Die SAXParseException wird vom validate geworfen mit folgender Ausgabe:

```
com.sun.org.apache.xerces.internal.util.ErrorHandlerWrapper.createSAXParseException(ErrorHandlerWrapper.java:195)
com.sun.org.apache.xerces.internal.util.ErrorHandlerWrapper.error(ErrorHandlerWrapper.java:131)
com.sun.org.apache.xerces.internal.impl.XMLErrorReporter.reportError(XMLErrorReporter.java:384)
com.sun.org.apache.xerces.internal.impl.XMLErrorReporter.reportError(XMLErrorReporter.java:318)
com.sun.org.apache.xerces.internal.impl.xs.XMLSchemaValidator$XSIErrorReporter.reportError(XMLSchemaValidator.java:417)
com.sun.org.apache.xerces.internal.impl.xs.XMLSchemaValidator.reportSchemaError(XMLSchemaValidator.java:3181)
com.sun.org.apache.xerces.internal.impl.xs.XMLSchemaValidator.elementLocallyValidType(XMLSchemaValidator.java:3096)
com.sun.org.apache.xerces.internal.impl.xs.XMLSchemaValidator.processElementContent(XMLSchemaValidator.java:3006)
com.sun.org.apache.xerces.internal.impl.xs.XMLSchemaValidator.handleEndElement(XMLSchemaValidator.java:2149)
com.sun.org.apache.xerces.internal.impl.xs.XMLSchemaValidator.endElement(XMLSchemaValidator.java:817)
com.sun.org.apache.xerces.internal.impl.XMLDocumentFragmentScannerImpl.scanEndElement(XMLDocumentFragmentScannerImpl.java:1782)
com.sun.org.apache.xerces.internal.impl.XMLDocumentFragmentScannerImpl$FragmentContentDriver.next(XMLDocumentFragmentScannerImpl.java:2938)
com.sun.org.apache.xerces.internal.impl.XMLDocumentScannerImpl.next(XMLDocumentScannerImpl.java:648)
com.sun.org.apache.xerces.internal.impl.XMLNSDocumentScannerImpl.next(XMLNSDocumentScannerImpl.java:140)
com.sun.org.apache.xerces.internal.impl.XMLDocumentFragmentScannerImpl.scanDocument(XMLDocumentFragmentScannerImpl.java:511)
com.sun.org.apache.xerces.internal.parsers.XML11Configuration.parse(XML11Configuration.java:808)
com.sun.org.apache.xerces.internal.parsers.XML11Configuration.parse(XML11Configuration.java:737)
com.sun.org.apache.xerces.internal.jaxp.validation.StreamValidatorHelper.validate(StreamValidatorHelper.java:144)
com.sun.org.apache.xerces.internal.jaxp.validation.ValidatorImpl.validate(ValidatorImpl.java:111)
javax.xml.validation.Validator.validate(Validator.java:127)
```
hmm... hilft mir glaub ich aber nicht wirklich weiter.


----------



## DerEisteeTrinker (16. Nov 2010)

dann probier mal die Getter der SAXParseExcpetion aus (siehe JavaDocs), vllt steht da etwas geeignetes drin.


----------



## Shoox (16. Nov 2010)

hmm... die Zeilennummer bekomm ich da schon mal mit getLineNumer() raus.

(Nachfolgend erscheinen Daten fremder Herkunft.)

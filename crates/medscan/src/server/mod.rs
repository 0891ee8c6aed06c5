//! HTTP surface: router construction and the server loop.

mod error;
mod handlers;

use axum::{
    extract::DefaultBodyLimit,
    routing::{get, post},
    Router,
};
use medscan_core::{Config, MedicalImageAnalyzer};
use std::sync::Arc;
use tower_http::{
    cors::{Any, CorsLayer},
    trace::TraceLayer,
};

pub use error::ApiError;

/// Application state shared across handlers.
#[derive(Clone)]
pub struct AppState {
    pub analyzer: Arc<MedicalImageAnalyzer>,
}

impl AppState {
    pub fn new(analyzer: MedicalImageAnalyzer) -> Self {
        Self {
            analyzer: Arc::new(analyzer),
        }
    }
}

/// Create the application router.
pub fn create_router(state: AppState, config: &Config) -> Router {
    let api_routes = Router::new()
        .route(
            "/analyze-medical-image",
            post(handlers::analyze_medical_image),
        )
        .route("/health", get(handlers::health));

    let router = Router::new()
        .nest("/api", api_routes)
        .layer(DefaultBodyLimit::max(config.limits.max_payload_bytes()))
        .layer(TraceLayer::new_for_http());

    let router = if config.server.cors {
        router.layer(
            CorsLayer::new()
                .allow_origin(Any)
                .allow_methods(Any)
                .allow_headers(Any),
        )
    } else {
        router
    };

    router.with_state(state)
}

/// Build the analyzer from config and serve until Ctrl-C.
pub async fn run_server(config: Config) -> anyhow::Result<()> {
    let analyzer = MedicalImageAnalyzer::from_config(&config)?;
    if !analyzer.llm_available().await {
        tracing::warn!(
            "LLM provider '{}' is not reachable; analysis requests will fail until it is",
            analyzer.llm_name()
        );
    }
    let app = create_router(AppState::new(analyzer), &config);

    let addr = format!("{}:{}", config.server.host, config.server.port);
    let listener = tokio::net::TcpListener::bind(&addr).await?;
    tracing::info!("MedScan listening on http://{}", addr);

    axum::serve(listener, app)
        .with_graceful_shutdown(shutdown_signal())
        .await?;

    tracing::info!("Server stopped");
    Ok(())
}

async fn shutdown_signal() {
    if let Err(e) = tokio::signal::ctrl_c().await {
        tracing::error!("Failed to listen for shutdown signal: {e}");
    }
}
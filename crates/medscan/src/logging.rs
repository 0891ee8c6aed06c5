//! Logging setup on top of `tracing-subscriber`.
//!
//! Logs always go to stderr so `medscan analyze` can keep stdout for JSON.

use tracing_subscriber::{fmt, prelude::*, EnvFilter};

/// Install the global subscriber.
///
/// `level` is the default filter directive; `RUST_LOG` overrides it when set.
pub fn init(level: &str, json_format: bool) {
    let filter = EnvFilter::try_from_default_env().unwrap_or_else(|_| EnvFilter::new(level));

    if json_format {
        tracing_subscriber::registry()
            .with(filter)
            .with(fmt::layer().json().with_writer(std::io::stderr))
            .init();
    } else {
        tracing_subscriber::registry()
            .with(filter)
            .with(
                fmt::layer()
                    .with_target(false)
                    .with_writer(std::io::stderr)
                    .with_ansi(true),
            )
            .init();
    }
}

/// Initialize logging from the `[logging]` config section plus CLI overrides.
pub fn init_from_config(
    config: &medscan_core::Config,
    verbose_override: bool,
    json_logs_override: bool,
) {
    init(
        &filter_level(&config.logging.level, verbose_override),
        json_logs_override || config.logging.format == "json",
    );
}

/// `--verbose` raises anything quieter than debug to debug.
fn filter_level(configured: &str, verbose: bool) -> String {
    match (verbose, configured) {
        (true, "trace") => "trace".to_string(),
        (true, _) => "debug".to_string(),
        (false, level) => level.to_string(),
    }
}

#[cfg(test)]
mod tests {
    use super::*;

    #[test]
    fn test_filter_level() {
        assert_eq!(filter_level("info", false), "info");
        assert_eq!(filter_level("warn", true), "debug");
        assert_eq!(filter_level("trace", true), "trace");
    }
}
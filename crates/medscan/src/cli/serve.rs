//! The `medscan serve` command.

use clap::Args;
use medscan_core::Config;

/// Arguments for the `serve` command.
#[derive(Args, Debug)]
pub struct ServeArgs {
    /// Interface to bind (overrides `server.host`)
    #[arg(long, env = "MEDSCAN_HOST")]
    pub host: Option<String>,

    /// Port to listen on (overrides `server.port`)
    #[arg(short, long, env = "MEDSCAN_PORT")]
    pub port: Option<u16>,
}

/// Execute the serve command.
pub async fn execute(args: ServeArgs, mut config: Config) -> anyhow::Result<()> {
    if let Some(host) = args.host {
        config.server.host = host;
    }
    if let Some(port) = args.port {
        config.server.port = port;
    }

    crate::server::run_server(config).await
}
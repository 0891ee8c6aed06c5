//! LLM integration for enhanced descriptions and precautions.
//!
//! Provides a provider abstraction over multiple LLM backends (OpenAI and
//! compatible APIs, Anthropic, Ollama) and the fixed prompt templates.

pub(crate) mod anthropic;
pub(crate) mod ollama;
pub(crate) mod openai;
pub mod prompts;
pub(crate) mod provider;

pub use provider::{
    resolve_env_var, ChatMessage, LlmProvider, LlmProviderFactory, LlmRequest, LlmResponse, Role,
};
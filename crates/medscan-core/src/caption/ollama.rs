//! Ollama captioner using a local vision model (e.g. llava).

use super::Captioner;
use crate::error::AnalysisError;
use async_trait::async_trait;
use base64::Engine;
use serde::{Deserialize, Serialize};
use std::time::Duration;

const CAPTION_PROMPT: &str = "Write a single short sentence describing this image, \
    as an image caption. Name the imaging modality if it is a medical image.";

/// Caption length cap; captions are one sentence.
const CAPTION_MAX_TOKENS: u32 = 60;

/// Captioner backed by a local Ollama vision model.
pub struct OllamaCaptioner {
    endpoint: String,
    model: String,
    client: reqwest::Client,
    timeout: Duration,
}

impl OllamaCaptioner {
    pub fn new(endpoint: &str, model: &str, timeout: Duration) -> Self {
        Self {
            endpoint: endpoint.trim_end_matches('/').to_string(),
            model: model.to_string(),
            client: reqwest::Client::new(),
            timeout,
        }
    }
}

/// Ollama /api/generate request body.
#[derive(Serialize)]
struct GenerateRequest<'a> {
    model: &'a str,
    prompt: &'a str,
    images: Vec<String>,
    stream: bool,
    options: GenerateOptions,
}

#[derive(Serialize)]
struct GenerateOptions {
    temperature: f32,
    num_predict: u32,
}

/// Ollama /api/generate response.
#[derive(Deserialize)]
struct GenerateResponse {
    response: String,
}

#[async_trait]
impl Captioner for OllamaCaptioner {
    fn name(&self) -> &str {
        "ollama"
    }

    async fn caption(&self, png: &[u8]) -> Result<Vec<String>, AnalysisError> {
        let url = format!("{}/api/generate", self.endpoint);

        let body = GenerateRequest {
            model: &self.model,
            prompt: CAPTION_PROMPT,
            images: vec![base64::engine::general_purpose::STANDARD.encode(png)],
            stream: false,
            options: GenerateOptions {
                temperature: 0.0,
                num_predict: CAPTION_MAX_TOKENS,
            },
        };

        let resp = self
            .client
            .post(&url)
            .json(&body)
            .timeout(self.timeout())
            .send()
            .await
            .map_err(|e| AnalysisError::Caption {
                message: format!("Ollama request failed: {e}"),
                status_code: None,
            })?;

        let status = resp.status();
        if !status.is_success() {
            let text = resp.text().await.unwrap_or_default();
            return Err(AnalysisError::Caption {
                message: format!("Ollama HTTP {status}: {text}"),
                status_code: Some(status.as_u16()),
            });
        }

        let generated: GenerateResponse = resp.json().await.map_err(|e| AnalysisError::Caption {
            message: format!("Failed to parse Ollama response: {e}"),
            status_code: None,
        })?;

        let caption = generated.response.trim();
        if caption.is_empty() {
            return Ok(vec![]);
        }
        Ok(vec![caption.to_string()])
    }

    fn timeout(&self) -> Duration {
        self.timeout
    }
}
//! Sub-configuration structs with their defaults.

use serde::{Deserialize, Serialize};

/// HTTP server settings.
#[derive(Debug, Clone, Serialize, Deserialize)]
#[serde(default)]
pub struct ServerConfig {
    /// Interface to bind
    pub host: String,

    /// Port to listen on
    pub port: u16,

    /// Allow cross-origin requests from any origin (browser frontends)
    pub cors: bool,
}

impl Default for ServerConfig {
    fn default() -> Self {
        Self {
            host: "127.0.0.1".to_string(),
            port: 5000,
            cors: true,
        }
    }
}

/// Resource limits to protect against problematic inputs and slow upstreams.
#[derive(Debug, Clone, Serialize, Deserialize)]
#[serde(default)]
pub struct LimitsConfig {
    /// Maximum request body size in megabytes (base64 inflates images by ~4/3)
    pub max_payload_mb: u64,

    /// Maximum image dimension (width or height)
    pub max_image_dimension: u32,

    /// Longest side of the image uploaded for captioning; larger images are downscaled
    pub caption_max_dimension: u32,

    /// Decode timeout in milliseconds
    pub decode_timeout_ms: u64,

    /// Captioning call timeout in milliseconds
    pub caption_timeout_ms: u64,

    /// LLM call timeout in milliseconds
    pub llm_timeout_ms: u64,
}

impl Default for LimitsConfig {
    fn default() -> Self {
        Self {
            max_payload_mb: 20,
            max_image_dimension: 10000,
            caption_max_dimension: 1024,
            decode_timeout_ms: 5000,
            caption_timeout_ms: 60000,
            llm_timeout_ms: 60000,
        }
    }
}

impl LimitsConfig {
    /// Request body limit in bytes.
    pub fn max_payload_bytes(&self) -> usize {
        (self.max_payload_mb as usize).saturating_mul(1024 * 1024)
    }
}

/// Captioning provider configurations.
#[derive(Debug, Clone, Serialize, Deserialize)]
#[serde(default)]
pub struct CaptioningConfig {
    /// Active provider: "huggingface" or "ollama"
    pub provider: String,

    /// HuggingFace Inference API configuration
    pub huggingface: Option<HuggingFaceConfig>,

    /// Ollama (local vision model) configuration
    pub ollama: Option<OllamaCaptionConfig>,
}

impl Default for CaptioningConfig {
    fn default() -> Self {
        Self {
            provider: "huggingface".to_string(),
            huggingface: None,
            ollama: None,
        }
    }
}

/// HuggingFace Inference API configuration.
#[derive(Debug, Clone, Serialize, Deserialize)]
#[serde(default)]
pub struct HuggingFaceConfig {
    /// Base URL of the inference API; the model id is appended
    pub endpoint: String,

    /// API token (supports ${ENV_VAR} syntax)
    pub api_key: String,

    /// Image-to-text model id
    pub model: String,
}

impl Default for HuggingFaceConfig {
    fn default() -> Self {
        Self {
            endpoint: "https://api-inference.huggingface.co/models".to_string(),
            api_key: "${HF_API_TOKEN}".to_string(),
            model: "Salesforce/blip-image-captioning-large".to_string(),
        }
    }
}

/// Ollama captioning configuration.
#[derive(Debug, Clone, Serialize, Deserialize)]
#[serde(default)]
pub struct OllamaCaptionConfig {
    /// Ollama API endpoint
    pub endpoint: String,

    /// Vision model name
    pub model: String,
}

impl Default for OllamaCaptionConfig {
    fn default() -> Self {
        Self {
            endpoint: "http://localhost:11434".to_string(),
            model: "llava".to_string(),
        }
    }
}

/// LLM provider configurations.
#[derive(Debug, Clone, Serialize, Deserialize)]
#[serde(default)]
pub struct LlmConfig {
    /// Active provider: "openai", "anthropic" or "ollama"
    pub provider: String,

    /// OpenAI configuration
    pub openai: Option<OpenAiConfig>,

    /// Anthropic configuration
    pub anthropic: Option<AnthropicConfig>,

    /// Ollama (local) configuration
    pub ollama: Option<OllamaConfig>,
}

impl Default for LlmConfig {
    fn default() -> Self {
        Self {
            provider: "openai".to_string(),
            openai: None,
            anthropic: None,
            ollama: None,
        }
    }
}

/// OpenAI (or OpenAI-compatible) configuration.
#[derive(Debug, Clone, Serialize, Deserialize)]
#[serde(default)]
pub struct OpenAiConfig {
    /// API base URL; point at any Chat Completions compatible service
    pub endpoint: String,

    /// API key (supports ${ENV_VAR} syntax)
    pub api_key: String,

    /// Model name
    pub model: String,
}

impl Default for OpenAiConfig {
    fn default() -> Self {
        Self {
            endpoint: "https://api.openai.com/v1".to_string(),
            api_key: "${OPENAI_API_KEY}".to_string(),
            model: "gpt-4".to_string(),
        }
    }
}

/// Anthropic configuration.
#[derive(Debug, Clone, Serialize, Deserialize)]
#[serde(default)]
pub struct AnthropicConfig {
    /// API key (supports ${ENV_VAR} syntax)
    pub api_key: String,

    /// Model name
    pub model: String,
}

impl Default for AnthropicConfig {
    fn default() -> Self {
        Self {
            api_key: "${ANTHROPIC_API_KEY}".to_string(),
            model: "claude-sonnet-4-20250514".to_string(),
        }
    }
}

/// Ollama LLM configuration.
#[derive(Debug, Clone, Serialize, Deserialize)]
#[serde(default)]
pub struct OllamaConfig {
    /// Ollama API endpoint
    pub endpoint: String,

    /// Model name
    pub model: String,
}

impl Default for OllamaConfig {
    fn default() -> Self {
        Self {
            endpoint: "http://localhost:11434".to_string(),
            model: "llama3.1".to_string(),
        }
    }
}

/// Analysis pipeline settings.
#[derive(Debug, Clone, Serialize, Deserialize)]
#[serde(default)]
pub struct AnalysisConfig {
    /// Token cap for the enhanced description call
    pub description_max_tokens: u32,

    /// Token cap for the precautions call
    pub precautions_max_tokens: u32,

    /// Sampling temperature for both LLM calls. Unset uses the provider default.
    #[serde(skip_serializing_if = "Option::is_none")]
    pub temperature: Option<f32>,

    /// Seed for the severity fallback RNG. Unset means unseeded.
    #[serde(skip_serializing_if = "Option::is_none")]
    pub severity_seed: Option<u64>,
}

impl Default for AnalysisConfig {
    fn default() -> Self {
        Self {
            description_max_tokens: 200,
            precautions_max_tokens: 150,
            temperature: None,
            severity_seed: None,
        }
    }
}

/// Logging settings.
#[derive(Debug, Clone, Serialize, Deserialize)]
#[serde(default)]
pub struct LoggingConfig {
    /// Log level: error, warn, info, debug, trace
    pub level: String,

    /// Log format: "pretty" or "json"
    pub format: String,
}

impl Default for LoggingConfig {
    fn default() -> Self {
        Self {
            level: "info".to_string(),
            format: "pretty".to_string(),
        }
    }
}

Das getPublicId() liefert zwar null, aber nja, Zeilennummer is ja eigentlich besser als "Name" wenn da 3000 Tags drinn sind, die "Name" heißen ^^

danke für die Hilfe.


----------



## DerEisteeTrinker (17. Nov 2010)

Das Problem kann nur sein, dass du vllt ein XML-Dokument hast, was nur eine Zeile hat. Ich verarbeite in der Regel immer nur XMLs, die jungfräulich in Bezug auf Zeilenumbrüche sind.


----------



## Shoox (17. Nov 2010)

nope, mein XML (und auch das XSD) ist definitiv mit Zeilenumbrüchen und Einrückungen, aber mit der SAXParseException kann ich schon mal gut arbeiten, aber ich werde versuchen heraus zu bekommen, warum das getPublicId() nicht hinhaut, laut Doc liefert es null wenn kein Identifier verfügbar ist...


----------